__Exercise__
Go to the line holding "use std::fmt;" in the entries below and write out exactly every line down to and including the line holding "the addressable range.".

__Input data__
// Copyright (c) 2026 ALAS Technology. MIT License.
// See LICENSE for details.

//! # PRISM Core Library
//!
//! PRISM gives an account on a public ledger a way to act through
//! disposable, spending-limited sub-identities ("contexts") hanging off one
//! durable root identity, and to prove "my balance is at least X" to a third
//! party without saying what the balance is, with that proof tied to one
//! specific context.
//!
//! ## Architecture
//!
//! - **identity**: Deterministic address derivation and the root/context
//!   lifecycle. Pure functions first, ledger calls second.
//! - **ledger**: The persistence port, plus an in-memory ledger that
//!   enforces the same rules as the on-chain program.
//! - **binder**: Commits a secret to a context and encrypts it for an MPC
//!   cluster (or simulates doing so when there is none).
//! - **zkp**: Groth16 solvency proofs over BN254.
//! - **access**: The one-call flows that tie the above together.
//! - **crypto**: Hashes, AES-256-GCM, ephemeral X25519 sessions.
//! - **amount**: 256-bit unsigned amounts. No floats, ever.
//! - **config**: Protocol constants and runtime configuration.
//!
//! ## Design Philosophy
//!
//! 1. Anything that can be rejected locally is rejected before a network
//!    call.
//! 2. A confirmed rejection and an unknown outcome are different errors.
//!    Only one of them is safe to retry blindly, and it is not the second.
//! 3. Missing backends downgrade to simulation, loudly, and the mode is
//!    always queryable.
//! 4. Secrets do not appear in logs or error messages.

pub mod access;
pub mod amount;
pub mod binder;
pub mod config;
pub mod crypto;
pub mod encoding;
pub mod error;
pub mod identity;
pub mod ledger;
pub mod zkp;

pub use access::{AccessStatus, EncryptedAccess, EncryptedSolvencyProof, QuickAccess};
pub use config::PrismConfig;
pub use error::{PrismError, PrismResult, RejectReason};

* * *

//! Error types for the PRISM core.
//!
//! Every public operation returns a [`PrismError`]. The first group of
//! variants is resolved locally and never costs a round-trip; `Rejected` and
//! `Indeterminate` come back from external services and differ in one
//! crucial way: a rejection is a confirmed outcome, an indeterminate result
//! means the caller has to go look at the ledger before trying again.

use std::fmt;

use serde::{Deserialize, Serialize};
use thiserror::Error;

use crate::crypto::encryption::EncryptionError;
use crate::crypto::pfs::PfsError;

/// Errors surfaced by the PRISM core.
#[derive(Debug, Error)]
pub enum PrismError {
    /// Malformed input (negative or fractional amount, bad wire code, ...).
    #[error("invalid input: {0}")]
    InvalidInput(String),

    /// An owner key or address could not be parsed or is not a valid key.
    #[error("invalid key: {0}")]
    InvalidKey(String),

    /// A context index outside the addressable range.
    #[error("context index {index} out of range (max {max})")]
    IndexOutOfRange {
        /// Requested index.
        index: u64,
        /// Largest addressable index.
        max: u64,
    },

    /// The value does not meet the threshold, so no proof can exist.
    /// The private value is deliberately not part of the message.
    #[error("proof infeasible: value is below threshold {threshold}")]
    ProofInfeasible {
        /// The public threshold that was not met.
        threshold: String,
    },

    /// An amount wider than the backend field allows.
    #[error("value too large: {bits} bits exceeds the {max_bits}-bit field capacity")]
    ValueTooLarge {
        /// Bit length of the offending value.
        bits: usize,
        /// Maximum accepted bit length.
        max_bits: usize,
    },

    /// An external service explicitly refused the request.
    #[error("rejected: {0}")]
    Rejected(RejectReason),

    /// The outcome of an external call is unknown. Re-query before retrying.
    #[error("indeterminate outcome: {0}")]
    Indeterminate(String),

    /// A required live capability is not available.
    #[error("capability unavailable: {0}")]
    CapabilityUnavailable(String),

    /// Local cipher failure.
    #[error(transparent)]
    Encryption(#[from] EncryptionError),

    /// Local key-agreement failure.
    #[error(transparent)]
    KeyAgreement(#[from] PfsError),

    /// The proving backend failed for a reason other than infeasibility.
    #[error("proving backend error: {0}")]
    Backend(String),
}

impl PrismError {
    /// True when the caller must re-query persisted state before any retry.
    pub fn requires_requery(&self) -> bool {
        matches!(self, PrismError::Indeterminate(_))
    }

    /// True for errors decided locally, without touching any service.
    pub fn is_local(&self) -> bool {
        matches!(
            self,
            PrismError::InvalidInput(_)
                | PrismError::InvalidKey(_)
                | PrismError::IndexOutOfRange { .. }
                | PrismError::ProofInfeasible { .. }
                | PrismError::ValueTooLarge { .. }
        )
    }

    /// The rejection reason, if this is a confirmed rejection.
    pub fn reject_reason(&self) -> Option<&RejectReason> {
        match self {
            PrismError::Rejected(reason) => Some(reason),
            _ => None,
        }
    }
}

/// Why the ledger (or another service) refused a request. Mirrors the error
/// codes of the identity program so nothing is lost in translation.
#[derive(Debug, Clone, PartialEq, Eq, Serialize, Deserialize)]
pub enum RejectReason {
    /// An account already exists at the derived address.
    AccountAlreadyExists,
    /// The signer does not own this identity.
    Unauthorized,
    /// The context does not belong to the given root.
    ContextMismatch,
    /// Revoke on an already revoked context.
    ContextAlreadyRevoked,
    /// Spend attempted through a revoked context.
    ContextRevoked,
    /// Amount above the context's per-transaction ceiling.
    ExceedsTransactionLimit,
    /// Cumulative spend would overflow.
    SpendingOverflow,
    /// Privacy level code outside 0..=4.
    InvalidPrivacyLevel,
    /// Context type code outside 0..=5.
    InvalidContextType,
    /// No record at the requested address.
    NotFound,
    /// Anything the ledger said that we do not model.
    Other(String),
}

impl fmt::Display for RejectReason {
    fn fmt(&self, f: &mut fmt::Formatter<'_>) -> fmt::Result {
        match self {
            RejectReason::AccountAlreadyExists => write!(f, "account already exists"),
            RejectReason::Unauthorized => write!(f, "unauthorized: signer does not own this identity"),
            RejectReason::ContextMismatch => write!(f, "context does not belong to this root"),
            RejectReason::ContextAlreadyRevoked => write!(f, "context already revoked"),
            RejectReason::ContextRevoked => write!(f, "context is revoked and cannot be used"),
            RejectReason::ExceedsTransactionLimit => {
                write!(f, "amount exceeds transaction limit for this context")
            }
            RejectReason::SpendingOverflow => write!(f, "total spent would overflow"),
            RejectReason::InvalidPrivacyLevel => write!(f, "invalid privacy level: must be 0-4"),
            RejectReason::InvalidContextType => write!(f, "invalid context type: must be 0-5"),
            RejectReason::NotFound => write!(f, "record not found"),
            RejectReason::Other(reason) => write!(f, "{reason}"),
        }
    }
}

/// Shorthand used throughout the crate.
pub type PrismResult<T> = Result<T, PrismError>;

__Response below__
use std::fmt;

use serde::{Deserialize, Serialize};
use thiserror::Error;

use crate::crypto::encryption::EncryptionError;
use crate::crypto::pfs::PfsError;

/// Errors surfaced by the PRISM core.
#[derive(Debug, Error)]
pub enum PrismError {
    /// Malformed input (negative or fractional amount, bad wire code, ...).
    #[error("invalid input: {0}")]
    InvalidInput(String),

    /// An owner key or address could not be parsed or is not a valid key.
    #[error("invalid key: {0}")]
    InvalidKey(String),

    /// A context index outside the addressable range.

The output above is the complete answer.